Once having installed Debian, I wanted to play a little with GCC on there. However, by default, like a nice desktop OS, the developer tools weren’t installed, so I opened a root Terminal window and typed in

apt-get install gcc cpp binutils libc6-dev make gobjc

Most of the items after install are what any web site on Debian will tell you is needed to use GCC: GCC itself, the C preprocessor, binutils (mainly for the ld linker and the as assembler), the C standard library and the make command line tool for making it easier to build complex build commands (think a command line version of Xcode project files).

But the last one, gobjc, installs the GNU Objective-C runtime and compiler. This is only the runtime with the old Object base class, i.e. without -retain and -release. You get Object by including objc/Object.h. You’ll also want to add a -lobjc option to your GCC command line, or you’ll get lots of error message about missing objc_msgSend() etc.

These headers get installed in /usr/lib/gxx/x86_64-linux-gnu/4.3/include (or whatever GCC version you installed, and whatever architecture your Mac has), in case you want to find out how Object looks..

To get a more familiar Foundation “framework”, I built and installed libNuFound, a Foundation clone that works alongside the GNU runtime, written for use with the Nu programming language. The basic installation is detailed on their github page, essentially the traditional

make install

dance, except that you need to copy the headers yourself:

cp -r Foundation /usr/local/include

Then, if you wanted to build a Foundation tool whose source code is in a file main.m, what you need to do is:

export LD_RUN_PATH="$LD_RUN_PATH:/usr/local/lib"gcc main.m -lobjc -lNuFound -lm -ldl -fconstant-strings-class=NSConstantString

The thing with LD_RUN_PATH is needed so the linker can write the full path of the library into the executable. Otherwise you get an error like

error while loading shared libraries: cannot open shared object file:No such file or directory

There are other options to solve this problem that make will tell you about when you build/install libNuFound. The -lobjc option pulls in the GNU ObjC library, -lNuFound grabs the Foundation library we just built, and -lm and -ldl grabs the standard C math library and a code-loading library needed by libNuFound. The last parameter tells the ObjC compiler that Objective C string constants like @”Cool” should generate NSConstantString objects, not the old String flavor.

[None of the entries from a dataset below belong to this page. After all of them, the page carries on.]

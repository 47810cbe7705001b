//! Route definitions for the `/vendors` directory.

use axum::routing::get;
use axum::Router;

use crate::handlers::vendor;
use crate::state::AppState;

/// Routes mounted at `/vendors`.
///
/// ```text
/// GET    /                 -> list_by_role (?role=)
/// GET    /{id}             -> get_by_id
/// GET    /{id}/reviews     -> reviews
/// ```
pub fn router() -> Router<AppState> {
    Router::new()
        .route("/", get(vendor::list_by_role))
        .route("/{id}", get(vendor::get_by_id))
        .route("/{id}/reviews", get(vendor::reviews))
}
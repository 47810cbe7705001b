use axum::extract::State;
use axum::{routing::get, Json, Router};
use serde::Serialize;

use crate::state::AppState;

/// Health check response payload.
#[derive(Serialize)]
pub struct HealthResponse {
    /// Overall service status.
    pub status: &'static str,
    /// Crate version from Cargo.toml.
    pub version: &'static str,
    /// Whether the ledger store is reachable.
    pub store_healthy: bool,
}

/// GET /health -- returns service and store health.
async fn health_check(State(state): State<AppState>) -> Json<HealthResponse> {
    let store_healthy = state.store.ping().await.is_ok();

    let status = if store_healthy { "ok" } else { "degraded" };

    Json(HealthResponse {
        status,
        version: env!("CARGO_PKG_VERSION"),
        store_healthy,
    })
}

/// Mount health check routes (intended for root-level, NOT under `/api/v1`).
pub fn router() -> Router<AppState> {
    Router::new().route("/health", get(health_check))
}
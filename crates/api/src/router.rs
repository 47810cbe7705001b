//! Shared application router builder.
//!
//! Provides [`build_app_router`] so both the production binary (`main.rs`)
//! and integration tests (`tests/common/mod.rs`) use the exact same
//! middleware stack.

use std::time::Duration;

use axum::http::header::{AUTHORIZATION, CONTENT_TYPE};
use axum::http::{HeaderName, Method, StatusCode, Uri};
use axum::Router;
use tower_http::catch_panic::CatchPanicLayer;
use tower_http::cors::CorsLayer;
use tower_http::request_id::{MakeRequestUuid, PropagateRequestIdLayer, SetRequestIdLayer};
use tower_http::timeout::TimeoutLayer;
use tower_http::trace::{DefaultMakeSpan, DefaultOnResponse, TraceLayer};
use tracing::Level;

use vendorlink_core::error::CoreError;

use crate::config::ServerConfig;
use crate::error::AppError;
use crate::routes;
use crate::state::AppState;

const REQUEST_ID_HEADER: &str = "x-request-id";

/// Build the full application [`Router`] with all middleware layers.
///
/// The middleware stack is applied bottom-up:
///
/// 1. CORS
/// 2. Set request ID on incoming requests
/// 3. Structured request/response tracing
/// 4. Propagate request ID to response
/// 5. Request timeout
/// 6. Panic recovery (catch panics, return 500)
pub fn build_app_router(state: AppState, config: &ServerConfig) -> Router {
    let cors = build_cors_layer(config);
    let request_id_header = HeaderName::from_static(REQUEST_ID_HEADER);

    Router::new()
        // Health check at root level (not under /api/v1).
        .merge(routes::health::router())
        .nest("/api/v1", routes::api_routes())
        .fallback(unknown_route)
        // -- Middleware stack (applied bottom-up) --
        .layer(CatchPanicLayer::new())
        .layer(TimeoutLayer::with_status_code(
            StatusCode::REQUEST_TIMEOUT,
            Duration::from_secs(config.request_timeout_secs),
        ))
        .layer(PropagateRequestIdLayer::new(request_id_header.clone()))
        .layer(
            TraceLayer::new_for_http()
                .make_span_with(DefaultMakeSpan::new().level(Level::INFO))
                .on_response(DefaultOnResponse::new().level(Level::INFO)),
        )
        .layer(SetRequestIdLayer::new(request_id_header, MakeRequestUuid))
        .layer(cors)
        .with_state(state)
}

/// Unmatched paths get the same JSON error envelope as handler failures.
async fn unknown_route(uri: Uri) -> AppError {
    AppError::Core(CoreError::MissingKey {
        entity: "Route",
        key: uri.path().to_string(),
    })
}

/// Build the CORS middleware layer from server configuration.
///
/// Panics at startup if any configured origin is invalid; misconfiguration
/// should fail fast.
pub fn build_cors_layer(config: &ServerConfig) -> CorsLayer {
    let origins: Vec<_> = config
        .cors_origins
        .iter()
        .map(|o| {
            o.parse()
                .unwrap_or_else(|e| panic!("Invalid CORS origin '{o}': {e}"))
        })
        .collect();

    CorsLayer::new()
        .allow_origin(origins)
        .allow_methods([Method::GET, Method::POST, Method::PUT, Method::DELETE])
        .allow_headers([CONTENT_TYPE, AUTHORIZATION])
        .allow_credentials(true)
        .max_age(Duration::from_secs(3600))
}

But hey, now I have a Debian installation that runs Objective-C code. Neat :-) No UI libraries, though.

Update: Note that you will probably want to install this on a 32-bit CPU with a 32-bit Debian. With some investigation, Mr. Mo and me found that libNuFound seems to have a few bugs on 64-bit CPUs at the moment.


2 Comments Leave a comment

  1. Have you made a conscious decision against GNUstep? Despite their name, they’re pretty OS-X-compatible nowadays and they *do* have GUI libraries.

    No UIKit yet, though.

    • In short: Yes. I was looking for a lightweight library. The GNUstep guys still can’t decide whether they want to be an OS distribution or a library. They behave like an OS (lots of daemons, non-OS-native folder structures etc.) but insist they’re a library.